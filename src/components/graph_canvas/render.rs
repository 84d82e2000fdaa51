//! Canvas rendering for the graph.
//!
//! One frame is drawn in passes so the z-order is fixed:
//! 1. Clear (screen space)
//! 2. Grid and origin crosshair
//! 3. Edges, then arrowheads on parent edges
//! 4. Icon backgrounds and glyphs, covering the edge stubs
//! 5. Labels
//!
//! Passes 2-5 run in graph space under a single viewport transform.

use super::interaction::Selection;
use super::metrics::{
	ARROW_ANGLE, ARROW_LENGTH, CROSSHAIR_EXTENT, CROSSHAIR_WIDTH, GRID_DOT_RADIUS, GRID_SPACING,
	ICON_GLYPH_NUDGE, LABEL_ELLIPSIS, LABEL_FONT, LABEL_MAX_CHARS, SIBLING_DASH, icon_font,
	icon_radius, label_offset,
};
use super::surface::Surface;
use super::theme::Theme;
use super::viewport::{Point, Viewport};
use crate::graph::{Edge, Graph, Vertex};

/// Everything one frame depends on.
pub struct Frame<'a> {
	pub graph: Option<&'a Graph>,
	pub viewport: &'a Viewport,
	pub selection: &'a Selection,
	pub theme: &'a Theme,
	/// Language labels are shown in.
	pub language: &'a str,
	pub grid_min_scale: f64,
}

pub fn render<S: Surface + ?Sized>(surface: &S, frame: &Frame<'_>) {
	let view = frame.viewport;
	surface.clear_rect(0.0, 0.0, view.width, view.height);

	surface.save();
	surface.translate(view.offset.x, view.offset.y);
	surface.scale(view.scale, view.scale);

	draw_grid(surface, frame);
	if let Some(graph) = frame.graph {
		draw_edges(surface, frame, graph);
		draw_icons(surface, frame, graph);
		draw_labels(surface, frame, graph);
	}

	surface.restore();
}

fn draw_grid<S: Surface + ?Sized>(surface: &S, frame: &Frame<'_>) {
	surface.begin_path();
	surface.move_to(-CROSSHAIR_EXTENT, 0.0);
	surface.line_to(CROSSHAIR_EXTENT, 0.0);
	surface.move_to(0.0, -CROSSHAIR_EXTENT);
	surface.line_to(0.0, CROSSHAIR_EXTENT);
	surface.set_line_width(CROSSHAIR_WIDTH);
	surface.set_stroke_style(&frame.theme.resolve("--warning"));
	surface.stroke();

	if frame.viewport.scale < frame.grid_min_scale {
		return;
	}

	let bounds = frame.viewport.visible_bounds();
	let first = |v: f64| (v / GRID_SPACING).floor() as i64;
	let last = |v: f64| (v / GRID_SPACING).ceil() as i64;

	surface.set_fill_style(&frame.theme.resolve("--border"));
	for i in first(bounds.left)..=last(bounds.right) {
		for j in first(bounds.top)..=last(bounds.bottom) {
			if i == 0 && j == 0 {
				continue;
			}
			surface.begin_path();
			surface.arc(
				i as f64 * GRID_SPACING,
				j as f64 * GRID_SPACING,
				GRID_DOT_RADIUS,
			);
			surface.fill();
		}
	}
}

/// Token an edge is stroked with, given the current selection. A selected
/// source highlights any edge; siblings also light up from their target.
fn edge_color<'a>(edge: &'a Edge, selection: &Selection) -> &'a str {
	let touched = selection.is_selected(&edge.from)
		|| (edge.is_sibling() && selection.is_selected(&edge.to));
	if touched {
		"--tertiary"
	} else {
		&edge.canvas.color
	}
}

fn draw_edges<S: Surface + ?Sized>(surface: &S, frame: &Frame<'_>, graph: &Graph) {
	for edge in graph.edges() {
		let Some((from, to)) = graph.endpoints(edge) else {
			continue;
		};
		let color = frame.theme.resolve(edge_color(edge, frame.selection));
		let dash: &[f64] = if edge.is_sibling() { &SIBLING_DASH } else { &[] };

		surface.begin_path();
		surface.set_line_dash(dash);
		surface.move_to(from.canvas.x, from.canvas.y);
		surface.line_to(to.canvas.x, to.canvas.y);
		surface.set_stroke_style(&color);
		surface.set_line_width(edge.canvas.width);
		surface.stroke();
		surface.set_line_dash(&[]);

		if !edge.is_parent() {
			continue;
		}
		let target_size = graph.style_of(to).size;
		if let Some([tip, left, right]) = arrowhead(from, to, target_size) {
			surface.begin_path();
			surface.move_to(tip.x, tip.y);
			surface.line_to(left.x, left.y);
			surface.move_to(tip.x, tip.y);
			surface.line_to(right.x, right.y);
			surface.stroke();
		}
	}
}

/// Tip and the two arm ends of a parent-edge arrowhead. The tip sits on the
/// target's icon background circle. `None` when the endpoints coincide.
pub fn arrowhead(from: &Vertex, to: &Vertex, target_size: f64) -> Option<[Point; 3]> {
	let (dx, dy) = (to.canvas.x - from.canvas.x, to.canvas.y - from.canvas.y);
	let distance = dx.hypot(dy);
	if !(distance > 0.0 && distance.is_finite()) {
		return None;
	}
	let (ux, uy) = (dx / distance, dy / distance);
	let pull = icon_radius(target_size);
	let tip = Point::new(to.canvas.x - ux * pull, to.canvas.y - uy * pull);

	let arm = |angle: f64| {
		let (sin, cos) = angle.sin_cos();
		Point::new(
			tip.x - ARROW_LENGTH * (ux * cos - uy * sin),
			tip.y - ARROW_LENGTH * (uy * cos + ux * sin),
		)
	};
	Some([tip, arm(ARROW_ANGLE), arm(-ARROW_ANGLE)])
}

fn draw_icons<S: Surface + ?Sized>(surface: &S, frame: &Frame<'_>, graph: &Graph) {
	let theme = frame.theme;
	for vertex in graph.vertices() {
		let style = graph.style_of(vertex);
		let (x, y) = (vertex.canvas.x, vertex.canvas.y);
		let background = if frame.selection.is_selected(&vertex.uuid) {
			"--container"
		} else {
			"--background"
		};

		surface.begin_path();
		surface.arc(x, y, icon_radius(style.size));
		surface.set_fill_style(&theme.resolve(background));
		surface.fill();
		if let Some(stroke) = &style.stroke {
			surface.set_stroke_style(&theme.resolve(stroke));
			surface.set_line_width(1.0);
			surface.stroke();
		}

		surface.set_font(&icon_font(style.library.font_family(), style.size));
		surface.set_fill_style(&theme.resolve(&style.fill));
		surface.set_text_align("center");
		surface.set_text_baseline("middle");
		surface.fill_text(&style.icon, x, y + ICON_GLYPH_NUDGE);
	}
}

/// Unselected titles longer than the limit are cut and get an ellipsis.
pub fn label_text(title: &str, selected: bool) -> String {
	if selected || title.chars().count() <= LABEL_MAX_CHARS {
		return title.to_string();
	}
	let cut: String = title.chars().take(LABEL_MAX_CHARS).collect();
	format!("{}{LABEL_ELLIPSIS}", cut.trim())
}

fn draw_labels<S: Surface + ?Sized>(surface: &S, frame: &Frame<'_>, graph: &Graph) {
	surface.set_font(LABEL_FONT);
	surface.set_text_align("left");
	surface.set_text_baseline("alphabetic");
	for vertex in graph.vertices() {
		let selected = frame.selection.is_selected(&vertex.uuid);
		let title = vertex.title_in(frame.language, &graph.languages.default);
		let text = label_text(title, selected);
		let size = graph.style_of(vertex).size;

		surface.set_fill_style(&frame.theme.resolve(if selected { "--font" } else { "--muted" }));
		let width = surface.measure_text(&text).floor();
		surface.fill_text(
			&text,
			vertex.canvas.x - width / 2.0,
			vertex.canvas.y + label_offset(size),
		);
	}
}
* * *
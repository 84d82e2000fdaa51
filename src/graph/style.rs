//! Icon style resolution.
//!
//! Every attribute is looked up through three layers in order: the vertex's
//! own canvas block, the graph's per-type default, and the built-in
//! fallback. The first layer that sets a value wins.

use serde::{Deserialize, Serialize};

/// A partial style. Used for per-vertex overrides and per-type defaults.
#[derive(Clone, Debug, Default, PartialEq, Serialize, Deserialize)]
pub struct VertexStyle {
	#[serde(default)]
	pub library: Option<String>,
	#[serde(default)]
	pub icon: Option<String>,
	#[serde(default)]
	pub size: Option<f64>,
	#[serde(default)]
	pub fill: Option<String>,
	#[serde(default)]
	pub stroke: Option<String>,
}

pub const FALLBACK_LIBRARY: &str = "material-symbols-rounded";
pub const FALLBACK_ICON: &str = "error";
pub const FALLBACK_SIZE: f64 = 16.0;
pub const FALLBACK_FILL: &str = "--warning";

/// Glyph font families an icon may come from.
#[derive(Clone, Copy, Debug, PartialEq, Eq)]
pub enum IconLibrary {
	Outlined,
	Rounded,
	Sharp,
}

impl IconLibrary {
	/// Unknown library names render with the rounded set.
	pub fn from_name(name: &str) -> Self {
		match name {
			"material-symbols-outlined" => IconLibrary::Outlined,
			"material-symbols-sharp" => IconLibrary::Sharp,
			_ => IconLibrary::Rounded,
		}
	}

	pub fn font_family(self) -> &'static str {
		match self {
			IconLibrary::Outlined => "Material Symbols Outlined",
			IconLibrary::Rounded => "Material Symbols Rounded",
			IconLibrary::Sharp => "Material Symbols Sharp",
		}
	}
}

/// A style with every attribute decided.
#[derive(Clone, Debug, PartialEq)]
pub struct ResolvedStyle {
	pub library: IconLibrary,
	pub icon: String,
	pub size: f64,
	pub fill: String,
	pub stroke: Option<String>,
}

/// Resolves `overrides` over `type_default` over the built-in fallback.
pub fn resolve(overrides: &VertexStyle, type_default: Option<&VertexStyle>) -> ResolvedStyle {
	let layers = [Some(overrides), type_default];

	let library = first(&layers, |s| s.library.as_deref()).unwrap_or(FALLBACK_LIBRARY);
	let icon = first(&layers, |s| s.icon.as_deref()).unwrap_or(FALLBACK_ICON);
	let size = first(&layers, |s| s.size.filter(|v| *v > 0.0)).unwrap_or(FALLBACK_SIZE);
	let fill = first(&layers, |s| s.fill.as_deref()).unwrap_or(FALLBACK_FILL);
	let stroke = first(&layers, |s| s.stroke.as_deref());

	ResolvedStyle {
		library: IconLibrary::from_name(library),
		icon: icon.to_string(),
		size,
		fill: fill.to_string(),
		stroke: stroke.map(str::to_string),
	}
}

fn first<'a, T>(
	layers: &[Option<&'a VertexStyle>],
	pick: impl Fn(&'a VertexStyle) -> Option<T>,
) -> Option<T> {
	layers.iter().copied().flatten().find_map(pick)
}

**HOW TO COMPLETE THIS TASK**:
Find the number of lines in the entries above that hold the string "viewport", and write only that number.

**YOUR SOLUTION**:
6